◆ Exercise directions ◆
Only certain lines below are wanted: those starting at the line containing "are registered with" and ending at the line containing "algorithm state with", both included, each retyped exactly.

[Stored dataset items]

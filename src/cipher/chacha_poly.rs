use cipher::{KeyIvInit as _, StreamCipherCore as _};
use cipher::generic_array::GenericArray;
use cipher::inout::InOutBuf;
use poly1305::universal_hash::NewUniversalHash as _;
use subtle::ConstantTimeEq as _;
use crate::{Result, Error};
use crate::mac::MacVerified;
use super::{CipherAlgo, CipherAlgoVariant, AeadCipherAlgo, AeadEncrypt, AeadDecrypt};

/// "chacha20-poly1305@openssh.com" cipher as introduced by OpenSSH.
///
/// This is an AEAD cipher that does not use an additional [mac algorithm][crate::mac]; the length
/// field is encrypted under its own key and the whole packet is authenticated with Poly1305.
pub static CHACHA20_POLY1305: CipherAlgo = CipherAlgo {
    name: "chacha20-poly1305@openssh.com",
    block_len: 8,
    key_len: 64,
    iv_len: 0,
    variant: CipherAlgoVariant::Aead(AeadCipherAlgo {
        tag_len: 16,
        make_encrypt: |key, _| Box::new(new_chacha_poly(key)),
        make_decrypt: |key, _| Box::new(new_chacha_poly(key)),
    }),
};

struct ChachaPolyCipher {
    key_1: chacha20::Key,
    key_2: chacha20::Key,
}

fn new_chacha_poly(key: &[u8]) -> ChachaPolyCipher {
    // note that key 1 is made from the *higher* half of `key`!
    let key_1 = *chacha20::Key::from_slice(&key[32..]);
    let key_2 = *chacha20::Key::from_slice(&key[..32]);
    ChachaPolyCipher { key_1, key_2 }
}

impl AeadEncrypt for ChachaPolyCipher {
    fn encrypt_and_sign(&mut self, packet_seq: u64, packet: &mut [u8], tag: &mut [u8]) {
        let nonce = chacha20::LegacyNonce::from(packet_seq.to_be_bytes());

        let chacha_1 = chacha20::ChaCha20LegacyCore::new(&self.key_1, &nonce);
        chacha_1.apply_keystream_partial(InOutBuf::from(&mut packet[..4]));

        let mut chacha_2 = chacha20::ChaCha20LegacyCore::new(&self.key_2, &nonce);
        let mut poly_key_block = [0; 64].into();
        chacha_2.write_keystream_block(&mut poly_key_block);
        chacha_2.apply_keystream_partial(InOutBuf::from(&mut packet[4..]));

        let poly_key = poly1305::Key::from_slice(&poly_key_block[..32]);
        let poly = poly1305::Poly1305::new(poly_key);
        let poly_tag = poly.compute_unpadded(packet);
        tag.copy_from_slice(&poly_tag.into_bytes());
    }
}

impl AeadDecrypt for ChachaPolyCipher {
    fn decrypt_packet_len(&mut self, packet_seq: u64, ciphertext: &[u8], plaintext: &mut [u8]) {
        let nonce = chacha20::LegacyNonce::from(packet_seq.to_be_bytes());
        let chacha_1 = chacha20::ChaCha20LegacyCore::new(&self.key_1, &nonce);
        chacha_1.apply_keystream_partial(InOutBuf::new(ciphertext, plaintext).unwrap());
    }

    fn decrypt_and_verify(&mut self, packet_seq: u64, packet: &mut [u8], tag: &[u8]) -> Result<MacVerified> {
        let nonce = chacha20::LegacyNonce::from(packet_seq.to_be_bytes());

        let mut chacha_2 = chacha20::ChaCha20LegacyCore::new(&self.key_2, &nonce);
        let mut poly_key_block = [0; 64].into();
        chacha_2.write_keystream_block(&mut poly_key_block);

        let poly_key = poly1305::Key::from_slice(&poly_key_block[..32]);
        let poly = poly1305::Poly1305::new(poly_key);
        let poly_tag = poly.compute_unpadded(packet);
        let verified =
            if poly_tag.ct_eq(&poly1305::Tag::new(*GenericArray::from_slice(tag))).into() {
                MacVerified::assertion()
            } else {
                return Err(Error::Mac)
            };

        chacha_2.apply_keystream_partial(InOutBuf::from(&mut packet[4..]));
        Ok(verified)
    }
}
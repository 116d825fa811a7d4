use crate::codec::PacketDecode;
use crate::error::{Error, Result};
use crate::pubkey::Pubkey;

/// A higher layer multiplexed over the transport (user authentication, the connection layer).
///
/// Exactly one service is active at a time; every decoded packet with a message id of 50 or higher
/// is handed to it on the transport's reader task, so [`handle`][Service::handle] should offload
/// long-running work. Errors returned from `handle` are fatal for the transport.
pub trait Service: Send + Sync {
    /// The name sent in SSH_MSG_SERVICE_REQUEST (e.g. "ssh-userauth").
    fn name(&self) -> &'static str;

    /// Handle a decoded packet addressed to this service.
    fn handle(&self, msg_id: u8, payload: &mut PacketDecode) -> Result<()>;

    /// The transport is disconnecting at the user's request.
    fn notify_disconnect(&self) -> Result<()> {
        Ok(())
    }

    /// The transport died with `error`; no further packets will be delivered.
    fn notify_error(&self, error: &Error) {
        let _ = error;
    }

    /// The peer answered one of our packets with SSH_MSG_UNIMPLEMENTED.
    fn notify_unimplemented(&self, packet_seq: u32) -> Result<()> {
        let _ = packet_seq;
        Ok(())
    }
}

/// The "no active service" sentinel: discards everything, so dispatch sites need no null checks.
pub(crate) struct NullService;

impl Service for NullService {
    fn name(&self) -> &'static str {
        "null-service"
    }

    fn handle(&self, msg_id: u8, _payload: &mut PacketDecode) -> Result<()> {
        log::trace!("null service is discarding packet {}", msg_id);
        Ok(())
    }
}

/// Decides whether a host key presented by the server is trusted.
///
/// Verifiers are registered with
/// [`Transport::add_host_key_verifier`][crate::transport::Transport::add_host_key_verifier]; a
/// single accepting vote passes the key, and a key exchange with no accepting verifier fails.
pub trait HostKeyVerifier: Send + Sync {
    fn verify(&self, host: &str, port: u16, pubkey: &Pubkey) -> bool;
}

impl<F> HostKeyVerifier for F
    where F: Fn(&str, u16, &Pubkey) -> bool + Send + Sync
{
    fn verify(&self, host: &str, port: u16, pubkey: &Pubkey) -> bool {
        self(host, port, pubkey)
    }
}
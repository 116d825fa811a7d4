use bytes::{BufMut as _, BytesMut};
use rand::{RngCore as _, SeedableRng as _};
use rand_chacha::ChaCha8Rng;
use std::sync::Arc;
use std::sync::atomic::{AtomicBool, Ordering};
use crate::{Error, Result};
use crate::cipher::{self, PacketEncrypt};
use crate::comp::Compress;
use crate::mac;

/// Assembles outbound binary packets (RFC 4253, section 6).
///
/// The encoder owns the outbound half of the connection's algorithm state: cipher, MAC,
/// compression and the packet sequence number. The key exchanger swaps the algorithm state with
/// [`new_keys`][Encoder::new_keys] immediately after SSH_MSG_NEWKEYS is queued, under the same
/// write-lock hold, so no packet straddles a key change.
pub(crate) struct Encoder {
    encrypt: PacketEncrypt,
    block_len: usize,
    tag_len: usize,
    compress: Option<CompressState>,
    packet_seq: u32,
    authed: Arc<AtomicBool>,
    padding_rng: ChaCha8Rng,
}

pub(crate) struct CompressState {
    pub compress: Box<dyn Compress + Send>,
    pub delayed: bool,
}

impl Encoder {
    pub fn new(authed: Arc<AtomicBool>) -> Result<Encoder> {
        let padding_rng = ChaCha8Rng::from_rng(rand::rngs::OsRng)
            .map_err(|_| Error::Random("could not generate seed for padding generator"))?;
        Ok(Encoder {
            encrypt: PacketEncrypt::EncryptAndMac(Box::new(cipher::Identity), Box::new(mac::Empty)),
            block_len: 8,
            tag_len: 0,
            compress: None,
            packet_seq: 0,
            authed,
            padding_rng,
        })
    }

    /// The sequence number that the next encoded packet will use.
    pub fn seq(&self) -> u32 {
        self.packet_seq
    }

    /// Frame, pad, MAC and encrypt `payload` into `out`, returning the sequence number the
    /// packet was assigned. The sequence number wraps modulo 2^32.
    pub fn encode(&mut self, payload: &[u8], out: &mut BytesMut) -> Result<u32> {
        log::trace!("encoding packet {}, len {}, seq {}",
            payload.first().copied().unwrap_or(0), payload.len(), self.packet_seq);

        let compressed;
        let payload = match self.compress {
            Some(ref mut c) if !c.delayed || self.authed.load(Ordering::Relaxed) => {
                compressed = c.compress.compress(payload)?;
                &compressed[..]
            },
            _ => payload,
        };

        let padding_len = calculate_padding_len(payload.len(), self.block_len, self.encrypt.is_aead());

        // packet layout:
        // 4 bytes: `packet_len = 1 + payload_len + padding_len` (u32 big endian)
        // 1 byte: padding_len (u8)
        // `payload_len` bytes: payload
        // `padding_len` bytes: random padding
        // `tag_len` bytes: mac tag

        let packet_begin = out.len();
        out.reserve(5 + payload.len() + padding_len + self.tag_len);
        out.put_u32((1 + payload.len() + padding_len) as u32);
        out.put_u8(padding_len as u8);
        out.put_slice(payload);
        out.put_bytes(0, padding_len + self.tag_len);

        let packet = &mut out[packet_begin..];
        self.padding_rng.fill_bytes(&mut packet[5 + payload.len()..][..padding_len]);

        let (plaintext, tag) = packet.split_at_mut(5 + payload.len() + padding_len);
        match self.encrypt {
            PacketEncrypt::EncryptAndMac(ref mut encrypt, ref mut mac) => {
                mac.sign(self.packet_seq, plaintext, tag);
                encrypt.encrypt(plaintext);
            },
            PacketEncrypt::Aead(ref mut aead) => {
                aead.encrypt_and_sign(self.packet_seq as u64, plaintext, tag);
            },
        }

        let packet_seq = self.packet_seq;
        self.packet_seq = self.packet_seq.wrapping_add(1);
        Ok(packet_seq)
    }

    /// Replace the outbound algorithm state. Takes effect with the next encoded packet.
    pub fn new_keys(
        &mut self,
        encrypt: PacketEncrypt,
        block_len: usize,
        tag_len: usize,
        compress: Option<CompressState>,
    ) {
        self.encrypt = encrypt;
        self.block_len = block_len;
        self.tag_len = tag_len;
        self.compress = compress;
    }

    #[cfg(test)]
    pub fn set_seq(&mut self, packet_seq: u32) {
        self.packet_seq = packet_seq;
    }
}

fn calculate_padding_len(payload_len: usize, block_len: usize, is_aead: bool) -> usize {
    // RFC 4253, section 6: at least 4 bytes of padding, and the encrypted region must be a
    // multiple of the block length (the length field does not count for AEAD ciphers)
    let header_len = if is_aead { 1 } else { 5 };
    let min_padded_len = header_len + payload_len + 4;
    let padded_len = (min_padded_len + block_len - 1) / block_len * block_len;
    padded_len - payload_len - header_len
}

◆ Task solution ◆
/// Verifiers are registered with
/// [`Transport::add_host_key_verifier`][crate::transport::Transport::add_host_key_verifier]; a
/// single accepting vote passes the key, and a key exchange with no accepting verifier fails.
pub trait HostKeyVerifier: Send + Sync {
    fn verify(&self, host: &str, port: u16, pubkey: &Pubkey) -> bool;
}

impl<F> HostKeyVerifier for F
    where F: Fn(&str, u16, &Pubkey) -> bool + Send + Sync
{
    fn verify(&self, host: &str, port: u16, pubkey: &Pubkey) -> bool {
        self(host, port, pubkey)
    }
}
repository 116d825fa811a7d4
use bytes::{BufMut as _, BytesMut};
use rand::{RngCore as _, SeedableRng as _};
use rand_chacha::ChaCha8Rng;
use std::sync::Arc;
use std::sync::atomic::{AtomicBool, Ordering};
use crate::{Error, Result};
use crate::cipher::{self, PacketEncrypt};
use crate::comp::Compress;
use crate::mac;

/// Assembles outbound binary packets (RFC 4253, section 6).
///
/// The encoder owns the outbound half of the connection's algorithm state: cipher, MAC,
/// compression and the packet sequence number. The key exchanger swaps the algorithm state with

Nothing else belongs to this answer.